Pijany kierowca rozbił auto na S3

Pijany kierowca uderzył w barierki na drodze ekspresowej S3. Drogo go to będzie kosztowało.

Zielonogórscy policjanci zatrzymali 46-latka, który rozbił swój samochód o barierki na drodze ekspresowej S3. Mężczyzna miał w organizmie 1,5 promila alkoholu. Został ukarany mandatem w kwocie 5 tys. zł i stanie przed sądem - poinformowała w środę Małgorzata Stanisławska z Komendy Miejskiej Policji w Zielonej Górze.

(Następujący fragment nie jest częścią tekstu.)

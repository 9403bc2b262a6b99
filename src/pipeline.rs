//! The harvest pipeline: enumerate periods, expand and extract each one in
//! turn, aggregate, then write both artifacts.
//!
//! Periods are processed strictly one after another on a single page. For a
//! given period extraction only starts once the expansion loop has returned,
//! so the page is never read while it is still loading.
//!
//! # Fault containment
//!
//! | Fault | Effect |
//! |-------|--------|
//! | Malformed article container | Item dropped, counted in the summary |
//! | Navigation failure (network or non-2xx status), stuck control, failing clicks | Period skipped or run aborted, per [`FailurePolicy`] |
//! | Browser session lost | Run aborted |
//! | Artifact write failure | Run fails after attempting both artifacts |
//! | Cancellation | Periods stop, run fails |
//!
//! However the run ends, the summary is reported and the records collected
//! from completed periods are written before [`run`] returns. A failed run
//! hands the summary back inside [`HarvestFailure`].

use crate::aggregate::aggregate;
use crate::browser::{ArchivePage, BrowserError};
use crate::config::{FailurePolicy, HarvestSettings};
use crate::crawler::{CrawlError, crawl};
use crate::extractor::{Extraction, extract};
use crate::models::{ArticleRecord, Period};
use crate::outputs::{self, ArtifactSink, OutputError};
use crate::periods;
use crate::utils::truncate_for_log;
use thiserror::Error;
use tokio_util::sync::CancellationToken;
use tracing::{debug, error, info, instrument, warn};
use url::Url;

/// Faults that end the run.
#[derive(Debug, Error)]
pub enum HarvestError {
    #[error("period {period} failed: {source}")]
    Period { period: Period, source: CrawlError },

    #[error("browser session lost while crawling {period}: {source}")]
    Session {
        period: Period,
        source: BrowserError,
    },

    #[error("cannot build archive URL for {period}: {source}")]
    ArchiveUrl {
        period: Period,
        source: url::ParseError,
    },

    #[error(transparent)]
    Output(#[from] OutputError),

    #[error("harvest cancelled after {completed} of {total} periods")]
    Cancelled { completed: usize, total: usize },
}

/// A failed run together with what it managed to do before failing.
#[derive(Debug, Error)]
#[error("{error}")]
pub struct HarvestFailure {
    pub summary: HarvestSummary,
    #[source]
    pub error: HarvestError,
}

/// A period that produced no records because of a contained fault.
#[derive(Debug, Clone, PartialEq, Eq)]
pub struct SkippedPeriod {
    pub period: Period,
    pub reason: String,
}

/// What the run did, reported at the end.
#[derive(Debug, Default, Clone, PartialEq, Eq)]
pub struct HarvestSummary {
    pub periods_total: usize,
    pub periods_crawled: usize,
    pub skipped: Vec<SkippedPeriod>,
    pub structural_faults: usize,
    pub duplicates_dropped: usize,
    pub records: usize,
    pub cancelled: bool,
}

impl HarvestSummary {
    /// Log the final tally, one warning per skipped period.
    pub fn report(&self) {
        for skipped in &self.skipped {
            warn!(period = %skipped.period, reason = %skipped.reason, "Period skipped");
        }
        info!(
            records = self.records,
            periods_total = self.periods_total,
            periods_crawled = self.periods_crawled,
            periods_skipped = self.skipped.len(),
            items_skipped = self.structural_faults,
            duplicates_dropped = self.duplicates_dropped,
            cancelled = self.cancelled,
            "Harvest summary"
        );
    }
}

/// The ordered collection plus its summary.
#[derive(Debug)]
pub struct Harvest {
    pub articles: Vec<ArticleRecord>,
    pub summary: HarvestSummary,
    /// The fault that stopped the run before every period was visited.
    pub halted: Option<HarvestError>,
}

/// Crawl the configured range, write both artifacts through `sink`, and
/// return the summary.
///
/// # Arguments
///
/// * `page` - The page every period is loaded into
/// * `sink` - Destination for `articles.html` and `articles.json`
/// * `settings` - Resolved run settings
/// * `cancel` - Token that stops the run between steps
///
/// # Returns
///
/// The summary on success. On an aborted, cancelled or unwritable run a
/// [`HarvestFailure`] carrying the same summary; whatever was collected has
/// still been written by then.
#[instrument(level = "info", skip_all, fields(start = %settings.start))]
pub async fn run<P, S>(
    page: &mut P,
    sink: &S,
    settings: &HarvestSettings,
    cancel: &CancellationToken,
) -> Result<HarvestSummary, HarvestFailure>
where
    P: ArchivePage,
    S: ArtifactSink,
{
    let periods = match settings.end {
        Some(end) => periods::enumerate(settings.start, end),
        None => periods::through_current(settings.start),
    };
    if periods.is_empty() {
        warn!(start = %settings.start, end = ?settings.end, "Start period is after end period; nothing to crawl");
    }

    let Harvest {
        articles,
        summary,
        halted,
    } = harvest(page, &periods, settings, cancel).await;
    summary.report();

    if halted.is_some() && !articles.is_empty() {
        warn!(records = articles.len(), "Run halted; writing partial results");
    }
    let heading = format!(
        "{} Articles Since {}",
        settings.publication,
        settings.start.year()
    );
    let written = outputs::write(&articles, &heading, sink).await;

    let error = match (halted, written) {
        (Some(halt), Err(output)) => {
            error!(error = %output, "Partial results could not be written either");
            Some(halt)
        }
        (Some(halt), Ok(_)) => Some(halt),
        (None, Err(output)) => Some(HarvestError::Output(output)),
        (None, Ok(_)) if summary.cancelled => Some(HarvestError::Cancelled {
            completed: summary.periods_crawled + summary.skipped.len(),
            total: summary.periods_total,
        }),
        (None, Ok(_)) => None,
    };
    match error {
        Some(error) => Err(HarvestFailure { summary, error }),
        None => Ok(summary),
    }
}

/// Expand and extract every period in order, then aggregate.
///
/// # Arguments
///
/// * `page` - The page every period is loaded into
/// * `periods` - Months to visit, in order
/// * `settings` - Resolved run settings; `on_period_failure` decides whether
///   a failed period is skipped or ends the loop
/// * `cancel` - Token checked before each period and inside the expansion loop
///
/// # Returns
///
/// A [`Harvest`] holding the aggregated records of every completed period.
/// When a fault ended the loop early it is kept in `halted`; the records
/// gathered up to that point are still aggregated.
pub async fn harvest<P: ArchivePage>(
    page: &mut P,
    periods: &[Period],
    settings: &HarvestSettings,
    cancel: &CancellationToken,
) -> Harvest {
    let total = periods.len();
    let mut summary = HarvestSummary {
        periods_total: total,
        ..HarvestSummary::default()
    };
    let mut batches: Vec<Vec<ArticleRecord>> = Vec::with_capacity(total);
    let mut halted = None;

    for (i, &period) in periods.iter().enumerate() {
        if cancel.is_cancelled() {
            summary.cancelled = true;
            break;
        }
        let url = match period.archive_url(&settings.base_url) {
            Ok(url) => url,
            Err(source) => {
                halted = Some(HarvestError::ArchiveUrl { period, source });
                break;
            }
        };
        info!(%period, %url, progress = %format!("{}/{}", i + 1, total), "Scraping");

        match harvest_period(page, period, &url, settings, cancel).await {
            Ok(extraction) => {
                for fault in &extraction.faults {
                    warn!(%period, index = fault.index, fault = %fault.kind, "Skipped malformed article");
                }
                info!(
                    %period,
                    records = extraction.records.len(),
                    skipped_items = extraction.faults.len(),
                    "Period harvested"
                );
                summary.periods_crawled += 1;
                summary.structural_faults += extraction.faults.len();
                batches.push(extraction.records);
            }
            Err(CrawlError::Cancelled) => {
                warn!(%period, "Cancelled mid-period; discarding its partial listing");
                summary.cancelled = true;
                break;
            }
            Err(CrawlError::Browser(source)) if source.is_session_fatal() => {
                error!(%period, error = %source, "Browser session lost; stopping");
                halted = Some(HarvestError::Session { period, source });
                break;
            }
            Err(source) => match settings.on_period_failure {
                FailurePolicy::Abort => {
                    error!(%period, error = %source, "Period failed; aborting");
                    halted = Some(HarvestError::Period { period, source });
                    break;
                }
                FailurePolicy::Skip => {
                    warn!(%period, error = %source, "Period failed; skipping");
                    summary.skipped.push(SkippedPeriod {
                        period,
                        reason: source.to_string(),
                    });
                }
            },
        }
    }

    let aggregate = aggregate(batches, settings.dedupe);
    summary.duplicates_dropped = aggregate.duplicates_dropped;
    summary.records = aggregate.articles.len();
    Harvest {
        articles: aggregate.articles,
        summary,
        halted,
    }
}

async fn harvest_period<P: ArchivePage>(
    page: &mut P,
    period: Period,
    url: &Url,
    settings: &HarvestSettings,
    cancel: &CancellationToken,
) -> Result<Extraction, CrawlError> {
    crawl(page, period, url, &settings.crawl, cancel).await?;
    let html = page.html().await?;
    let extraction = extract(&html, url, &settings.selectors);
    if extraction.records.is_empty() && extraction.faults.is_empty() {
        debug!(%period, html = %truncate_for_log(&html, 300), "No article containers on page");
    }
    Ok(extraction)
}
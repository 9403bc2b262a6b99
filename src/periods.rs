//! Enumeration of the archive months to crawl.

use crate::models::Period;
use std::iter;

/// Every calendar month from `start` through `end`, inclusive and ascending.
///
/// Returns an empty sequence when `start` is after `end`.
pub fn enumerate(start: Period, end: Period) -> Vec<Period> {
    let months = start.months_until(&end) + 1;
    if months <= 0 {
        return Vec::new();
    }
    iter::successors(Some(start), |p| Some(p.succ()))
        .take(months as usize)
        .collect()
}

/// Months from `start` through the current month.
pub fn through_current(start: Period) -> Vec<Period> {
    enumerate(start, Period::current())
}
//! Browsable HTML listing of the harvested articles.
//!
//! One `<div class="article">` per record, in collection order, holding a
//! link to the article and its publication date.

use crate::models::ArticleRecord;
use crate::utils::escape_html;
use chrono::{DateTime, SecondsFormat, Utc};
use std::fmt::Write;

const STYLE: &str = "\
      body { font-family: Arial, sans-serif; max-width: 800px; margin: 0 auto; padding: 20px; }
      a { color: #333; text-decoration: none; }
      a:hover { text-decoration: underline; }
      .article { margin-bottom: 15px; }
      .date { color: #666; font-size: 0.9em; }
";

/// Human-readable date cell contents; never fails on a missing date.
pub fn display_date(published_at: Option<&DateTime<Utc>>) -> String {
    match published_at {
        Some(dt) => format!(
            r#"<time datetime="{}">{}</time>"#,
            dt.to_rfc3339_opts(SecondsFormat::Secs, true),
            dt.format("%B %-d, %Y")
        ),
        None => "Date unknown".to_string(),
    }
}

/// Render the full HTML document with `heading` as title and `<h1>`.
pub fn render(articles: &[ArticleRecord], heading: &str) -> String {
    let heading = escape_html(heading);
    let mut html = String::new();

    // Writing into a String cannot fail.
    let _ = write!(
        html,
        "<!DOCTYPE html>\n<html>\n  <head>\n    <meta charset=\"utf-8\">\n    <title>{heading}</title>\n    <style>\n{STYLE}    </style>\n  </head>\n  <body>\n    <h1>{heading}</h1>\n"
    );
    for article in articles {
        let _ = write!(
            html,
            "    <div class=\"article\">\n      <a href=\"{}\">{}</a>\n      <div class=\"date\">{}</div>\n    </div>\n",
            escape_html(&article.url),
            escape_html(&article.title),
            display_date(article.published_at.as_ref())
        );
    }
    html.push_str("  </body>\n</html>\n");
    html
}
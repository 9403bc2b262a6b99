//! Harvest configuration: built-in defaults, an optional YAML file, and CLI
//! overrides, resolved in that order into [`HarvestSettings`].
//!
//! # File format
//!
//! Every key is optional; omitted keys keep their defaults.
//!
//! ```yaml
//! publication: The Verge
//! base_url: https://www.theverge.com/archives
//! start: 2022-01
//! output_dir: ./out
//! on_period_failure: skip
//! layout:
//!   load_more: .c-archives-load-more__button
//!   container: .c-entry-box--compact__body
//! timing:
//!   wait_timeout_ms: 5000
//!   max_expansions: 500
//! ```

use crate::browser::retry::RetryPolicy;
use crate::cli::Cli;
use crate::crawler::CrawlSettings;
use crate::extractor::ArticleSelectors;
use crate::models::Period;
use serde::Deserialize;
use std::time::Duration;
use thiserror::Error;
use tracing::{info, instrument};
use url::Url;

/// Errors raised while loading or validating configuration.
#[derive(Debug, Error)]
pub enum ConfigError {
    #[error("failed to read config file {path}: {source}")]
    Read {
        path: String,
        source: std::io::Error,
    },

    #[error("failed to parse config file {path}: {source}")]
    Parse {
        path: String,
        source: serde_yaml::Error,
    },

    #[error("invalid base URL `{url}`: {source}")]
    BaseUrl {
        url: String,
        source: url::ParseError,
    },

    #[error("invalid CSS selector `{selector}`: {reason}")]
    Selector { selector: String, reason: String },

    #[error("max_expansions must be at least 1")]
    ZeroExpansions,
}

/// What a fatal fault in one period does to the rest of the run.
#[derive(Debug, Clone, Copy, PartialEq, Eq, Default, Deserialize, clap::ValueEnum)]
#[serde(rename_all = "lowercase")]
pub enum FailurePolicy {
    /// Log the period as skipped and move on to the next one.
    #[default]
    Skip,
    /// Stop the run and exit with an error.
    Abort,
}

/// CSS selectors describing the archive page markup.
#[derive(Debug, Clone, PartialEq, Eq, Deserialize)]
#[serde(default, deny_unknown_fields)]
pub struct ArchiveLayout {
    pub load_more: String,
    pub container: String,
    pub title: String,
    pub link: String,
    pub time: String,
}

impl Default for ArchiveLayout {
    fn default() -> Self {
        Self {
            load_more: ".c-archives-load-more__button".to_string(),
            container: ".c-entry-box--compact__body".to_string(),
            title: ".c-entry-box--compact__title".to_string(),
            link: "a".to_string(),
            time: "time".to_string(),
        }
    }
}

/// Waits, pauses and limits of the expansion loop.
#[derive(Debug, Clone, PartialEq, Eq, Deserialize)]
#[serde(default, deny_unknown_fields)]
pub struct Timing {
    /// How long to wait for the load-more control before calling the listing exhausted.
    pub wait_timeout_ms: u64,
    /// Pause after each click.
    pub settle_ms: u64,
    /// Load-more clicks allowed per period.
    pub max_expansions: usize,
    /// Retries for a failed click or probe.
    pub click_retries: usize,
    pub retry_base_delay_ms: u64,
}

impl Default for Timing {
    fn default() -> Self {
        Self {
            wait_timeout_ms: 5000,
            settle_ms: 1000,
            max_expansions: 500,
            click_retries: 3,
            retry_base_delay_ms: 500,
        }
    }
}

/// Raw, unvalidated configuration as read from YAML.
#[derive(Debug, Clone, PartialEq, Eq, Deserialize)]
#[serde(default, deny_unknown_fields)]
pub struct HarvestConfig {
    pub publication: String,
    pub base_url: String,
    pub start: Period,
    /// Last period to crawl; the current month when unset.
    pub end: Option<Period>,
    pub output_dir: String,
    pub headless: bool,
    pub dedupe: bool,
    pub on_period_failure: FailurePolicy,
    pub layout: ArchiveLayout,
    pub timing: Timing,
}

impl Default for HarvestConfig {
    fn default() -> Self {
        Self {
            publication: "The Verge".to_string(),
            base_url: "https://www.theverge.com/archives".to_string(),
            start: Period::new(2022, 1).unwrap_or_else(Period::current),
            end: None,
            output_dir: ".".to_string(),
            headless: true,
            dedupe: true,
            on_period_failure: FailurePolicy::Skip,
            layout: ArchiveLayout::default(),
            timing: Timing::default(),
        }
    }
}

/// Everything the pipeline needs, validated and compiled.
#[derive(Debug, Clone)]
pub struct HarvestSettings {
    pub publication: String,
    pub base_url: Url,
    pub start: Period,
    pub end: Option<Period>,
    pub output_dir: String,
    pub headless: bool,
    pub dedupe: bool,
    pub on_period_failure: FailurePolicy,
    pub crawl: CrawlSettings,
    pub retry: RetryPolicy,
    pub selectors: ArticleSelectors,
}

impl HarvestConfig {
    /// Parse a YAML document.
    pub fn from_yaml(yaml: &str, path: &str) -> Result<Self, ConfigError> {
        serde_yaml::from_str(yaml).map_err(|source| ConfigError::Parse {
            path: path.to_string(),
            source,
        })
    }

    /// Load the file at `path`, or the defaults when there is none.
    #[instrument(level = "info")]
    pub async fn load(path: Option<&str>) -> Result<Self, ConfigError> {
        let Some(path) = path else {
            return Ok(Self::default());
        };
        let yaml = tokio::fs::read_to_string(path)
            .await
            .map_err(|source| ConfigError::Read {
                path: path.to_string(),
                source,
            })?;
        let config = Self::from_yaml(&yaml, path)?;
        info!(path, "Loaded configuration file");
        Ok(config)
    }

    /// Let explicit command-line flags win over file values.
    pub fn apply_cli(&mut self, cli: &Cli) {
        if let Some(dir) = &cli.output_dir {
            self.output_dir = dir.clone();
        }
        if let Some(start) = cli.start {
            self.start = start;
        }
        if let Some(end) = cli.end {
            self.end = Some(end);
        }
        if let Some(base_url) = &cli.base_url {
            self.base_url = base_url.clone();
        }
        if let Some(policy) = cli.on_period_failure {
            self.on_period_failure = policy;
        }
        if let Some(max) = cli.max_expansions {
            self.timing.max_expansions = max;
        }
        if cli.keep_duplicates {
            self.dedupe = false;
        }
        if cli.headful {
            self.headless = false;
        }
    }

    /// Validate and compile into [`HarvestSettings`].
    pub fn resolve(self) -> Result<HarvestSettings, ConfigError> {
        let base_url = Url::parse(&self.base_url).map_err(|source| ConfigError::BaseUrl {
            url: self.base_url.clone(),
            source,
        })?;
        if self.timing.max_expansions == 0 {
            return Err(ConfigError::ZeroExpansions);
        }
        let selectors = ArticleSelectors::compile(&self.layout)?;
        // Checked here so a typo fails at startup rather than on the first probe.
        ArticleSelectors::check(&self.layout.load_more)?;

        let crawl = CrawlSettings {
            load_more_selector: self.layout.load_more.clone(),
            wait_timeout: Duration::from_millis(self.timing.wait_timeout_ms),
            settle: Duration::from_millis(self.timing.settle_ms),
            max_expansions: self.timing.max_expansions,
        };
        let retry = RetryPolicy {
            max_retries: self.timing.click_retries,
            base_delay: Duration::from_millis(self.timing.retry_base_delay_ms),
            ..RetryPolicy::default()
        };

        Ok(HarvestSettings {
            publication: self.publication,
            base_url,
            start: self.start,
            end: self.end,
            output_dir: self.output_dir,
            headless: self.headless,
            dedupe: self.dedupe,
            on_period_failure: self.on_period_failure,
            crawl,
            retry,
            selectors,
        })
    }
}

Do zatrzymania mężczyzny doszło w niedzielę (27 lutego br.) w nocy po tym, jak jadąc volkswagenem z Zielonej Góry w kierunku Nowej Soli wjechał w bariery energochłonne. 

Tuż po kolizji policję powiadomił o niej inny kierowca, który jechał za volkswagenem. Przekazał też funkcjonariuszom nagranie, na którym widać, że 46-latek miał problemy z opanowaniem pojazdu.

Reklama

Badanie stanu trzeźwości kierującego volkswagenem mieszkańca woj. łódzkiego wykazało, że miał 1,5 promila alkoholu w organizmie. Mężczyzna trafił do izby wytrzeźwień, a auto zostało odholowane na parking strzeżony.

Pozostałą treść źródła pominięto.